# Activity:
The entire set of lines below should be copied exactly.
*-*-*
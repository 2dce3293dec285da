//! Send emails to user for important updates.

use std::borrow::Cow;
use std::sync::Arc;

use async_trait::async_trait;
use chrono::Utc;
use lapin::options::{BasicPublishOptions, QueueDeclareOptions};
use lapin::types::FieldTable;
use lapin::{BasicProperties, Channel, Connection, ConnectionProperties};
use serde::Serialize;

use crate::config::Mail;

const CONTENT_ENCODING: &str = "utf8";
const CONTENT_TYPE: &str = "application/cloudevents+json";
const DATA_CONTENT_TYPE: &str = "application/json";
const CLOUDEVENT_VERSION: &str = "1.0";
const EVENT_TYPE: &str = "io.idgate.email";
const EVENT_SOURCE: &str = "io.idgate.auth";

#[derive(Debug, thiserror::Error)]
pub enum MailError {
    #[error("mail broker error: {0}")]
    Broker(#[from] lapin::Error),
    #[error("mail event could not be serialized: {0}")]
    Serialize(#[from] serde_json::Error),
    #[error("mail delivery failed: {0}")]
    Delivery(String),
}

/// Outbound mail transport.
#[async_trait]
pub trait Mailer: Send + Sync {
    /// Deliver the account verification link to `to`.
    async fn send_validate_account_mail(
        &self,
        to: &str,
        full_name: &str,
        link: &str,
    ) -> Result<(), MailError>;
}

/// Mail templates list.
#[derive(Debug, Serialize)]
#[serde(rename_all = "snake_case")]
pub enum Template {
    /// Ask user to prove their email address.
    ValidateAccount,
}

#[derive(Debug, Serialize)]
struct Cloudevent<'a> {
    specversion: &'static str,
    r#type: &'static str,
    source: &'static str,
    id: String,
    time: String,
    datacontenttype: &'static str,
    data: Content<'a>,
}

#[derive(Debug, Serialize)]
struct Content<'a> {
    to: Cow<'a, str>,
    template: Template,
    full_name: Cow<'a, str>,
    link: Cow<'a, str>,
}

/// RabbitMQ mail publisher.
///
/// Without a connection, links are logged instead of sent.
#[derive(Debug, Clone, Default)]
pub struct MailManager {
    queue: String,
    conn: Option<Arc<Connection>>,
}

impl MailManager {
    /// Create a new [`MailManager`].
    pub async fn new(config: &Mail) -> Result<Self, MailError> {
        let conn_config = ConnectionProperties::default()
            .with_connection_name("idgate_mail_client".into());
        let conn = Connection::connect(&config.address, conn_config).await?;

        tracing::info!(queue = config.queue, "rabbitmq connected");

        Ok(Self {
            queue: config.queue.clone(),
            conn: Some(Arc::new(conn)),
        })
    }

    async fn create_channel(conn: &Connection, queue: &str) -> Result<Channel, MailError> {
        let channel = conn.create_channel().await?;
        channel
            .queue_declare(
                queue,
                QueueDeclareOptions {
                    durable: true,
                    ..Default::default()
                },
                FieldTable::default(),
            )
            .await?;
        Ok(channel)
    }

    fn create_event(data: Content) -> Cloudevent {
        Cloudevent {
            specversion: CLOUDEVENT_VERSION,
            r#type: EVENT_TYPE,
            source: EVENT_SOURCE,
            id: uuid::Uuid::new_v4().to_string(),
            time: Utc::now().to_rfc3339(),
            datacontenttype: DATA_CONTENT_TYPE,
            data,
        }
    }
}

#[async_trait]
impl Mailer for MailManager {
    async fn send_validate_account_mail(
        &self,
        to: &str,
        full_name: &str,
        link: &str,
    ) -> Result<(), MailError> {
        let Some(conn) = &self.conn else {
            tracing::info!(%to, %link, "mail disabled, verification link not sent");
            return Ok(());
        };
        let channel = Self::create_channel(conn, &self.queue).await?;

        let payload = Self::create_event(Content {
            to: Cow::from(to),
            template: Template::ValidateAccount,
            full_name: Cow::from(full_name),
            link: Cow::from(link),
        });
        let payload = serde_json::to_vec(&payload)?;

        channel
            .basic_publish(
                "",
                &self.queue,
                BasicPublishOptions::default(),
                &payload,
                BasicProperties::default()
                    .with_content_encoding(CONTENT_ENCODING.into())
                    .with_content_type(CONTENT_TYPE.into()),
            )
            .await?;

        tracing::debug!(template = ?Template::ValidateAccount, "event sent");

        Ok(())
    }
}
*-*-*
# Finished task:
repository 2dce3293dec285da
//! Send emails to user for important updates.

use std::borrow::Cow;
use std::sync::Arc;

use async_trait::async_trait;
use chrono::Utc;
use lapin::options::{BasicPublishOptions, QueueDeclareOptions};
use lapin::types::FieldTable;
use lapin::{BasicProperties, Channel, Connection, ConnectionProperties};
use serde::Serialize;

use crate::config::Mail;

const CONTENT_ENCODING: &str = "utf8";
const CONTENT_TYPE: &str = "application/cloudevents+json";
const DATA_CONTENT_TYPE: &str = "application/json";
const CLOUDEVENT_VERSION: &str = "1.0";
const EVENT_TYPE: &str = "io.idgate.email";
const EVENT_SOURCE: &str = "io.idgate.auth";

#[derive(Debug, thiserror::Error)]
pub enum MailError {
    #[error("mail broker error: {0}")]
    Broker(#[from] lapin::Error),
    #[error("mail event could not be serialized: {0}")]
    Serialize(#[from] serde_json::Error),
    #[error("mail delivery failed: {0}")]
    Delivery(String),
}

/// Outbound mail transport.
#[async_trait]
pub trait Mailer: Send + Sync {
    /// Deliver the account verification link to `to`.
    async fn send_validate_account_mail(
        &self,
        to: &str,
        full_name: &str,
        link: &str,
    ) -> Result<(), MailError>;
}

/// Mail templates list.
#[derive(Debug, Serialize)]
#[serde(rename_all = "snake_case")]
pub enum Template {
    /// Ask user to prove their email address.
    ValidateAccount,
}

#[derive(Debug, Serialize)]
struct Cloudevent<'a> {
    specversion: &'static str,
    r#type: &'static str,
    source: &'static str,
    id: String,
    time: String,
    datacontenttype: &'static str,
    data: Content<'a>,
}

#[derive(Debug, Serialize)]
struct Content<'a> {
    to: Cow<'a, str>,
    template: Template,
    full_name: Cow<'a, str>,
    link: Cow<'a, str>,
}

/// RabbitMQ mail publisher.
///
/// Without a connection, links are logged instead of sent.
#[derive(Debug, Clone, Default)]
pub struct MailManager {
    queue: String,
    conn: Option<Arc<Connection>>,
}

impl MailManager {
    /// Create a new [`MailManager`].
    pub async fn new(config: &Mail) -> Result<Self, MailError> {
        let conn_config = ConnectionProperties::default()
            .with_connection_name("idgate_mail_client".into());
        let conn = Connection::connect(&config.address, conn_config).await?;

        tracing::info!(queue = config.queue, "rabbitmq connected");

        Ok(Self {
            queue: config.queue.clone(),
            conn: Some(Arc::new(conn)),
        })
    }

    async fn create_channel(conn: &Connection, queue: &str) -> Result<Channel, MailError> {
        let channel = conn.create_channel().await?;
        channel
            .queue_declare(
                queue,
                QueueDeclareOptions {
                    durable: true,
                    ..Default::default()
                },
                FieldTable::default(),
            )
            .await?;
        Ok(channel)
    }

    fn create_event(data: Content) -> Cloudevent {
        Cloudevent {
            specversion: CLOUDEVENT_VERSION,
            r#type: EVENT_TYPE,
            source: EVENT_SOURCE,
            id: uuid::Uuid::new_v4().to_string(),
            time: Utc::now().to_rfc3339(),
            datacontenttype: DATA_CONTENT_TYPE,
            data,
        }
    }
}

#[async_trait]
impl Mailer for MailManager {
    async fn send_validate_account_mail(
        &self,
        to: &str,
        full_name: &str,
        link: &str,
    ) -> Result<(), MailError> {
        let Some(conn) = &self.conn else {
            tracing::info!(%to, %link, "mail disabled, verification link not sent");
            return Ok(());
        };
        let channel = Self::create_channel(conn, &self.queue).await?;

        let payload = Self::create_event(Content {
            to: Cow::from(to),
            template: Template::ValidateAccount,
            full_name: Cow::from(full_name),
            link: Cow::from(link),
        });
        let payload = serde_json::to_vec(&payload)?;

        channel
            .basic_publish(
                "",
                &self.queue,
                BasicPublishOptions::default(),
                &payload,
                BasicProperties::default()
                    .with_content_encoding(CONTENT_ENCODING.into())
                    .with_content_type(CONTENT_TYPE.into()),
            )
            .await?;

        tracing::debug!(template = ?Template::ValidateAccount, "event sent");

        Ok(())
    }
}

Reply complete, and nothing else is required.